34      For the reasons discussed above, we affirm.

            By the Court.—Orders affirmed.

            Not recommended for publication in the official reports.


[1]  All references to the Wisconsin Statutes are to the 2011-12 version unless otherwise noted.

[2]  The circuit court had not previously established child support, custody, or placement with respect to J.L., thus Lukens could not seek a “revision” of support, custody, or placement because there was nothing to revise.  To the extent that the circuit court construed Lukens’ motion as a motion seeking the establishment of support, custody and placement, we will do the same on appeal. 

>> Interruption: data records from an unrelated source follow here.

//! Normalized termination records and their JSON wire format
//!
//! An [`ExitRecord`] is one row of host-retained history: constructed once
//! per raw record returned by a query, immutable afterwards, and gone when
//! the call that produced it ends — the host OS remains the system of
//! record. The serialized shape is pinned to the legacy wire format that
//! cross-runtime consumers already parse; see the field attributes below.

use serde::ser::Serializer;
use serde::Serialize;

use super::reason::reason_label;

/// A normalized historical process-termination record
///
/// Field-for-field view of one raw host record, with the reason label
/// derived during construction. There is deliberately no way to set
/// `reason_label` independently of `reason_code`.
#[derive(Debug, Clone, PartialEq, Serialize)]
pub struct ExitRecord {
    /// Epoch milliseconds at which the process ended
    timestamp: i64,
    /// OS process identifier at time of exit
    pid: i32,
    #[serde(rename = "realUid")]
    real_uid: i32,
    /// The legacy wire format stores the package UID (an integer) under the
    /// `packageName` key, as a quoted string. Preserved for compatibility;
    /// see DESIGN.md.
    #[serde(rename = "packageName", serialize_with = "uid_as_string")]
    package_uid: i32,
    /// Host-assigned process name; may be empty, never absent
    #[serde(rename = "processName")]
    process_name: String,
    #[serde(rename = "reason")]
    reason_code: i32,
    /// Derived from `reason_code` in the constructor
    #[serde(rename = "reasonString")]
    reason_label: String,
    /// Host process-importance tier at time of exit
    importance: i32,
    /// Proportional set size, 0 if the host did not record it
    pss: i64,
    /// Resident set size, 0 if the host did not record it
    rss: i64,
    /// Free-form host-supplied detail
    #[serde(serialize_with = "text_or_empty")]
    description: Option<String>,
    /// Raw exit status or signal value
    status: i32,
    #[serde(rename = "definingUid")]
    defining_uid: i32,
    /// First lines of the associated crash/ANR trace, if one was readable
    #[serde(rename = "traceData", skip_serializing_if = "trace_is_empty")]
    trace_log: Option<String>,
}

impl ExitRecord {
    /// Creates a record from the fields every raw record carries
    ///
    /// The reason label is derived here and is consistent with
    /// `reason_code` for the lifetime of the record. Remaining fields
    /// default to zero/empty and are filled in with the `with_*` builders.
    #[must_use]
    pub fn new(timestamp: i64, pid: i32, reason_code: i32) -> Self {
        Self {
            timestamp,
            pid,
            real_uid: 0,
            package_uid: 0,
            process_name: String::new(),
            reason_code,
            reason_label: reason_label(reason_code),
            importance: 0,
            pss: 0,
            rss: 0,
            description: None,
            status: 0,
            defining_uid: 0,
            trace_log: None,
        }
    }

    /// Sets the owning user identifiers
    #[must_use]
    pub fn with_uids(mut self, real_uid: i32, package_uid: i32, defining_uid: i32) -> Self {
        self.real_uid = real_uid;
        self.package_uid = package_uid;
        self.defining_uid = defining_uid;
        self
    }

    /// Sets the OS-assigned process name
    #[must_use]
    pub fn with_process_name(mut self, process_name: impl Into<String>) -> Self {
        self.process_name = process_name.into();
        self
    }

    /// Sets the host importance tier
    #[must_use]
    pub fn with_importance(mut self, importance: i32) -> Self {
        self.importance = importance;
        self
    }

    /// Sets the memory measurements taken at exit
    #[must_use]
    pub fn with_memory(mut self, pss: i64, rss: i64) -> Self {
        self.pss = pss;
        self.rss = rss;
        self
    }

    /// Sets the raw exit status / signal value
    #[must_use]
    pub fn with_status(mut self, status: i32) -> Self {
        self.status = status;
        self
    }

    /// Sets the host-supplied description
    #[must_use]
    pub fn with_description(mut self, description: impl Into<String>) -> Self {
        self.description = Some(description.into());
        self
    }

    /// Sets the extracted trace text
    #[must_use]
    pub fn with_trace_log(mut self, trace_log: impl Into<String>) -> Self {
        self.trace_log = Some(trace_log.into());
        self
    }

    /// Epoch milliseconds at which the process ended
    pub fn timestamp(&self) -> i64 {
        self.timestamp
    }

    /// OS process identifier at time of exit
    pub fn pid(&self) -> i32 {
        self.pid
    }

    /// Real UID of the process
    pub fn real_uid(&self) -> i32 {
        self.real_uid
    }

    /// UID of the owning package
    pub fn package_uid(&self) -> i32 {
        self.package_uid
    }

    /// OS-assigned process name (empty if the host supplied none)
    pub fn process_name(&self) -> &str {
        &self.process_name
    }

    /// Raw termination-reason code
    pub fn reason_code(&self) -> i32 {
        self.reason_code
    }

    /// Human-readable reason label, always consistent with the code
    pub fn reason_label(&self) -> &str {
        &self.reason_label
    }

    /// Host importance tier at time of exit
    pub fn importance(&self) -> i32 {
        self.importance
    }

    /// Proportional set size at time of exit
    pub fn pss(&self) -> i64 {
        self.pss
    }

    /// Resident set size at time of exit
    pub fn rss(&self) -> i64 {
        self.rss
    }

    /// Host-supplied detail, if any
    pub fn description(&self) -> Option<&str> {
        self.description.as_deref()
    }

    /// Raw exit status / signal value
    pub fn status(&self) -> i32 {
        self.status
    }

    /// UID that defined the process
    pub fn defining_uid(&self) -> i32 {
        self.defining_uid
    }

    /// Extracted trace text, if a stream was present and readable
    pub fn trace_log(&self) -> Option<&str> {
        self.trace_log.as_deref()
    }

    /// Serializes this record as one JSON object in the legacy wire format
    pub fn to_json(&self) -> serde_json::Result<String> {
        serde_json::to_string(self)
    }
}

/// Serializes a sequence of records as a JSON array (`[]` when empty)
pub fn to_json_array(records: &[ExitRecord]) -> serde_json::Result<String> {
    serde_json::to_string(records)
}

/// The wire format carries the package UID as a quoted string
fn uid_as_string<S: Serializer>(uid: &i32, serializer: S) -> Result<S::Ok, S::Error> {
    serializer.collect_str(uid)
}

/// Absent text fields serialize as `""`, never as `null`
fn text_or_empty<S: Serializer>(
    text: &Option<String>,
    serializer: S,
) -> Result<S::Ok, S::Error> {
    serializer.serialize_str(text.as_deref().unwrap_or(""))
}

/// `traceData` is omitted from the wire entirely unless non-empty
fn trace_is_empty(trace_log: &Option<String>) -> bool {
    trace_log.as_deref().map_or(true, str::is_empty)
}

#[cfg(test)]
mod tests {
    use serde_json::Value;

    use super::*;

    fn sample_record() -> ExitRecord {
        ExitRecord::new(1_700_000_000_000, 4242, 4)
            .with_uids(10180, 10180, 10180)
            .with_process_name("com.example.app")
            .with_importance(100)
            .with_memory(52_428, 104_856)
            .with_status(0)
            .with_description("crashed in onCreate")
    }

    #[test]
    fn test_label_derived_from_code() {
        let record = ExitRecord::new(0, 1, 6);
        assert_eq!(record.reason_code(), 6);
        assert_eq!(record.reason_label(), "ANR");

        let unmapped = ExitRecord::new(0, 1, 77);
        assert_eq!(unmapped.reason_label(), "Unknown (77)");
    }

    #[test]
    fn test_builder_sets_all_fields() {
        let record = sample_record().with_trace_log("line one\nline two\n");

        assert_eq!(record.timestamp(), 1_700_000_000_000);
        assert_eq!(record.pid(), 4242);
        assert_eq!(record.real_uid(), 10180);
        assert_eq!(record.package_uid(), 10180);
        assert_eq!(record.process_name(), "com.example.app");
        assert_eq!(record.importance(), 100);
        assert_eq!(record.pss(), 52_428);
        assert_eq!(record.rss(), 104_856);
        assert_eq!(record.description(), Some("crashed in onCreate"));
        assert_eq!(record.status(), 0);
        assert_eq!(record.defining_uid(), 10180);
        assert_eq!(record.trace_log(), Some("line one\nline two\n"));
    }

    #[test]
    fn test_wire_format_keys_and_types() {
        let json = sample_record().to_json().unwrap();
        let value: Value = serde_json::from_str(&json).unwrap();
        let object = value.as_object().unwrap();

        assert_eq!(object["timestamp"], 1_700_000_000_000_i64);
        assert_eq!(object["pid"], 4242);
        assert_eq!(object["realUid"], 10180);
        // Legacy quirk: packageName carries the package UID as a string
        assert_eq!(object["packageName"], "10180");
        assert_eq!(object["processName"], "com.example.app");
        assert_eq!(object["reason"], 4);
        assert_eq!(object["reasonString"], "Crash (Java)");
        assert_eq!(object["importance"], 100);
        assert_eq!(object["pss"], 52_428);
        assert_eq!(object["rss"], 104_856);
        assert_eq!(object["description"], "crashed in onCreate");
        assert_eq!(object["status"], 0);
        assert_eq!(object["definingUid"], 10180);
        assert!(!object.contains_key("traceData"));
        assert_eq!(object.len(), 13);
    }

    #[test]
    fn test_trace_data_present_when_non_empty() {
        let json = sample_record().with_trace_log("frame #0\n").to_json().unwrap();
        let value: Value = serde_json::from_str(&json).unwrap();

        assert_eq!(value["traceData"], "frame #0\n");
        assert_eq!(value.as_object().unwrap().len(), 14);
    }

    #[test]
    fn test_trace_data_omitted_when_empty() {
        let json = sample_record().with_trace_log("").to_json().unwrap();
        let value: Value = serde_json::from_str(&json).unwrap();

        assert!(!value.as_object().unwrap().contains_key("traceData"));
    }

    #[test]
    fn test_absent_description_serializes_as_empty_string() {
        let json = ExitRecord::new(0, 1, 0).to_json().unwrap();
        let value: Value = serde_json::from_str(&json).unwrap();

        assert_eq!(value["description"], "");
        assert_eq!(value["processName"], "");
    }

    #[test]
    fn test_escaping_round_trips() {
        let record = ExitRecord::new(0, 1, 2)
            .with_process_name("weird\"name")
            .with_description("line one\nline two\rwith \"quotes\"")
            .with_trace_log("at Foo.bar(\"arg\")\n\tat Baz.qux\n");

        let json = record.to_json().unwrap();
        let value: Value = serde_json::from_str(&json).unwrap();

        assert_eq!(value["processName"], "weird\"name");
        assert_eq!(value["description"], "line one\nline two\rwith \"quotes\"");
        assert_eq!(value["traceData"], "at Foo.bar(\"arg\")\n\tat Baz.qux\n");
    }

    #[test]
    fn test_json_array() {
        assert_eq!(to_json_array(&[]).unwrap(), "[]");

        let records = vec![
            ExitRecord::new(1, 10, 4),
            ExitRecord::new(2, 20, 6),
            ExitRecord::new(3, 30, 13),
        ];
        let json = to_json_array(&records).unwrap();
        let value: Value = serde_json::from_str(&json).unwrap();
        let array = value.as_array().unwrap();

        assert_eq!(array.len(), 3);
        assert_eq!(array[0]["pid"], 10);
        assert_eq!(array[1]["reasonString"], "ANR");
        assert_eq!(array[2]["reason"], 13);
    }
}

[3]  Lukens does not support this assertion with citations to the record.  However, we will assume for the sake of resolving this argument only, that Lukens’ claim is true.

[4]  Lukens does not identify what those “non-recorded actions” might have been and, of course, he could not properly do so.  We are constrained by the record on appeal.  His assertion that he took non-record actions carries no weight.  

[5]  Lukens argues that the court was obligated to hold an evidentiary hearing on his motion.  However, our determination that the circuit court did not erroneously exercise its discretion in dismissing his motion is dispositive on this issue and, therefore, we do not address this argument.  Cholvin v. DHFS, 2008 WI App 127, ¶34, 313 Wis. 2d 749, 758 N.W.2d 118 (if a decision on one point disposes of the appeal, we will not decide other issue raised).

[6]  Dugan also seeks an order from this court requiring Lukens to pay the GAL fees “in their entirety.”  An award of such fees is not part of a sanction under Wis. Stat. § 809.25(3) and is not otherwise properly before this court.